Irrevocable life insurance trusts sound scary and a little confusing at first. The reality is that this type of trust is a useful tool that can help beneficiaries avoid estate taxes.
This estate planning tool isn’t for everybody, though. Specifically, irrevocable life insurance trusts are designed for people who have a high net worth or multiple assets.
How irrevocable life insurance trusts protect against estate taxes
Estate taxes are assessed when a beneficiary inherits a life insurance policy or any assets that were passed down after someone’s death. This tax is collected against the fair market value of the assets at the time they are transferred since it’s considered another form of earned income.

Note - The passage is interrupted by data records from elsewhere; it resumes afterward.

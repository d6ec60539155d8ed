//! Replay scripts: one editor command per line.
//!
//! ```text
//! # comments and blank lines are ignored
//! tool axon
//! press 30 40
//! release 30 40
//! tool count Myelinated Axons
//! shift-press 10 10
//! undo
//! ```

use myel_core::{
    Category, Editor, Modifiers, PointerEvent, PointerKind, Tool, MYELINATED_GROUP,
    UNMYELINATED_GROUP,
};

/// One parsed script line.
#[derive(Debug, Clone, PartialEq, Eq)]
pub enum Command {
    /// Switch tools.
    Tool(Tool),
    /// Deliver a pointer event.
    Pointer(PointerEvent),
    /// Undo the last change.
    Undo,
    /// Redo the last undone change.
    Redo,
}

/// A script line that could not be parsed.
#[derive(Debug, Clone, PartialEq, Eq, thiserror::Error)]
#[error("line {line}: {message}")]
pub struct ParseError {
    /// 1-based line number.
    pub line: usize,
    /// What was wrong.
    pub message: String,
}

fn parse_tool(args: &[&str]) -> Result<Tool, String> {
    let tool = match args {
        ["axon"] => Tool::Select(Category::Axon),
        ["inner"] => Tool::Select(Category::InnerMyelin),
        ["outer"] => Tool::Select(Category::OuterMyelin),
        ["misc"] => Tool::Select(Category::Misc),
        ["deselect"] => Tool::Deselect,
        ["info"] => Tool::Info,
        ["cut"] => Tool::Cut,
        ["draw"] => Tool::Draw,
        ["erase"] => Tool::Erase,
        ["unmyelinated"] => Tool::Count(UNMYELINATED_GROUP.to_owned()),
        ["myelinated"] => Tool::Count(MYELINATED_GROUP.to_owned()),
        ["count", group @ ..] if !group.is_empty() => Tool::Count(group.join(" ")),
        [key] if key.chars().count() == 1 => key
            .chars()
            .next()
            .and_then(Tool::from_hotkey)
            .ok_or_else(|| format!("unknown hotkey {key:?}"))?,
        _ => return Err(format!("unknown tool {:?}", args.join(" "))),
    };
    Ok(tool)
}

fn parse_point(args: &[&str]) -> Result<(i32, i32), String> {
    let [x, y] = args else {
        return Err(format!("expected `x y`, got {:?}", args.join(" ")));
    };
    let coord = |s: &str| s.parse::<i32>().map_err(|e| format!("bad coordinate {s:?}: {e}"));
    Ok((coord(x)?, coord(y)?))
}

fn pointer(kind: PointerKind, modifiers: Modifiers, args: &[&str]) -> Result<Command, String> {
    let (x, y) = parse_point(args)?;
    Ok(Command::Pointer(PointerEvent::new(kind, x, y, modifiers)))
}

fn parse_line(line: &str) -> Result<Option<Command>, String> {
    let line = line.split('#').next().unwrap_or_default().trim();
    let words: Vec<&str> = line.split_whitespace().collect();
    let Some((&verb, args)) = words.split_first() else {
        return Ok(None);
    };
    let command = match verb {
        "tool" => Command::Tool(parse_tool(args)?),
        "press" => pointer(PointerKind::Press, Modifiers::NONE, args)?,
        "shift-press" => pointer(PointerKind::Press, Modifiers::SHIFT, args)?,
        "move" => pointer(PointerKind::Move, Modifiers::NONE, args)?,
        "release" => pointer(PointerKind::Release, Modifiers::NONE, args)?,
        "undo" if args.is_empty() => Command::Undo,
        "redo" if args.is_empty() => Command::Redo,
        other => return Err(format!("unknown command {other:?}")),
    };
    Ok(Some(command))
}

/// Parse a whole script.
///
/// # Errors
///
/// Returns the first line that does not parse.
pub fn parse(text: &str) -> Result<Vec<Command>, ParseError> {
    text.lines()
        .enumerate()
        .filter_map(|(i, line)| {
            parse_line(line)
                .map_err(|message| ParseError {
                    line: i + 1,
                    message,
                })
                .transpose()
        })
        .collect()
}

/// Apply `commands` to `editor` in order. Info reports are logged.
pub fn run(editor: &mut Editor, commands: &[Command]) {
    for command in commands {
        match command {
            Command::Tool(tool) => editor.set_tool(tool.clone()),
            Command::Pointer(event) => {
                if let Some(report) = editor.pointer_event(*event) {
                    log::info!("info at ({}, {}): {}", event.at.x, event.at.y, report.message());
                }
            }
            Command::Undo => {
                if !editor.undo() {
                    log::warn!("nothing to undo");
                }
            }
            Command::Redo => {
                if !editor.redo() {
                    log::warn!("nothing to redo");
                }
            }
        }
    }
}
//! myel-core: segmentation and annotation engine for nerve fiber
//! cross-sections (sans-IO).
//!
//! A working image is turned into candidate region contours through:
//! grayscale -> bilateral smoothing -> two-stage threshold -> stroke
//! burn-in -> border following -> size filter.
//!
//! The user commits candidates (or traces new ones) as axon, inner
//! myelin, outer myelin or misc regions. Committed fiber contours are
//! grouped into complete (outer, inner, axon) triples and orphans, and
//! measured in physical units for export.
//!
//! This crate has **no I/O dependencies**: images arrive as bytes,
//! sessions as text, and frames leave as in-memory rasters. Filesystem
//! interaction lives in `myel-io`.

pub mod annotation;
pub mod blur;
pub mod contour;
pub mod editor;
pub mod eraser;
pub mod geometry;
pub mod grayscale;
pub mod history;
pub mod mask;
pub mod measure;
pub mod pairing;
pub mod pipeline;
pub mod render;
pub mod session;
pub mod threshold;
pub mod tools;
pub mod types;

pub use annotation::{Annotations, Category, ContourStore, Counter, Stroke, StrokeColor, StrokePath};
pub use contour::{ContourTracer, ContourTracerKind};
pub use editor::{Editor, Layer};
pub use geometry::Contour;
pub use measure::{Calibration, CounterTotals, Measurements, Metrics, Summary};
pub use pairing::{Pairing, Triple};
pub use session::{SessionError, SessionFile};
pub use tools::{InfoReport, Modifiers, PointerEvent, PointerKind, Tool};
pub use types::{
    CoreError, Dimensions, DisplayOptions, EditorConfig, MYELINATED_GROUP, Point, Quality,
    UNMYELINATED_GROUP,
};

For people with highly valued assets and a large net worth, this could mean that the actual amount their beneficiaries inherit may be greatly reduced. An irrevocable life insurance trust may exclude certain life insurance policies from estate tax.
Irrevocable life insurance trusts act as both owner and beneficiary, a middleman between the death of its owner and the intended beneficiaries. Within the trust, intended beneficiaries are included in the plan and still have access to the insurance policy.
Are there any downsides?
There are a few. You cannot make any changes after setting up an irrevocable life insurance trust. If something happens (such as a new marriage, new beneficiary, loss of income, et cetera), then the trust cannot be changed.
It costs a lot upfront to set up an irrevocable life insurance trust as they are complex. While it does offer plenty of tax-saving benefits for beneficiaries, a lot of care and consideration should be taken when making an irrevocable life insurance trust.